Japanese electric utility company

Tohoku Electric Power Co., Inc. (東北電力株式会社, Tōhoku Denryoku Kabushiki Gaisha) is an electric utility, servicing 7.6 million individual and corporate customers in six prefectures in Tōhoku region plus Niigata Prefecture. It provides electricity at 100 V, 50 Hz, though some areas use 60 Hz.

Tohoku Electric Power is the fourth-largest electric utility in Japan in terms of revenue, behind TEPCO, KEPCO and Chubu Electric Power.

== Shareholders ==
- Nippon Life Insurance Company 3.9%
- Japan Trustee Services Bank 3.8%
- The Master Trust Bank of Japan 3.6%

== Accidents ==
On 11 March 2011, several nuclear reactors in Japan were badly damaged by the 2011 Tōhoku earthquake and tsunami.
In the Onagawa Nuclear Power Plant a fire broke out in the turbine section of the plant.

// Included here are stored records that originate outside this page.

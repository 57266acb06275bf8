//! Ticket query compilation.
//!
//! Queries are parsed once when a ticket is submitted; a malformed query is
//! rejected at intake and never reaches a pass.

use std::fmt;

use tantivy::query::{Query, QueryParser};

use crate::error::IndexError;
use crate::index::TicketIndex;

/// A compiled ticket query together with its source text.
pub struct ParsedQuery {
    text: String,
    query: Box<dyn Query>,
}

impl ParsedQuery {
    /// Parse `text` against the ticket schema.
    ///
    /// Bare terms search other tickets' query text; `properties.<key>:value`
    /// addresses their properties. `*` matches every ticket.
    pub fn parse(index: &TicketIndex, text: &str) -> Result<Self, IndexError> {
        let parser = QueryParser::for_index(index.index(), vec![index.schema().query]);
        let query = parser.parse_query(text)?;
        Ok(Self {
            text: text.to_string(),
            query,
        })
    }

    pub fn text(&self) -> &str {
        &self.text
    }

    /// Fresh boxed copy for composing into a larger boolean query.
    pub fn boxed(&self) -> Box<dyn Query> {
        self.query.box_clone()
    }
}

impl Clone for ParsedQuery {
    fn clone(&self) -> Self {
        Self {
            text: self.text.clone(),
            query: self.query.box_clone(),
        }
    }
}

impl fmt::Debug for ParsedQuery {
    fn fmt(&self, f: &mut fmt::Formatter<'_>) -> fmt::Result {
        f.debug_struct("ParsedQuery").field("text", &self.text).finish()
    }
}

In order to make up for the loss of electricity from the damaged reactor plant, Tohoku announced it would restart a mothballed natural gas power plant. The liquefied natural gas and oil-fired No. 1 unit at the Higashi Niigata plant in Niigata prefecture has a 350-megawatt capacity and could be in operation by early June 2011.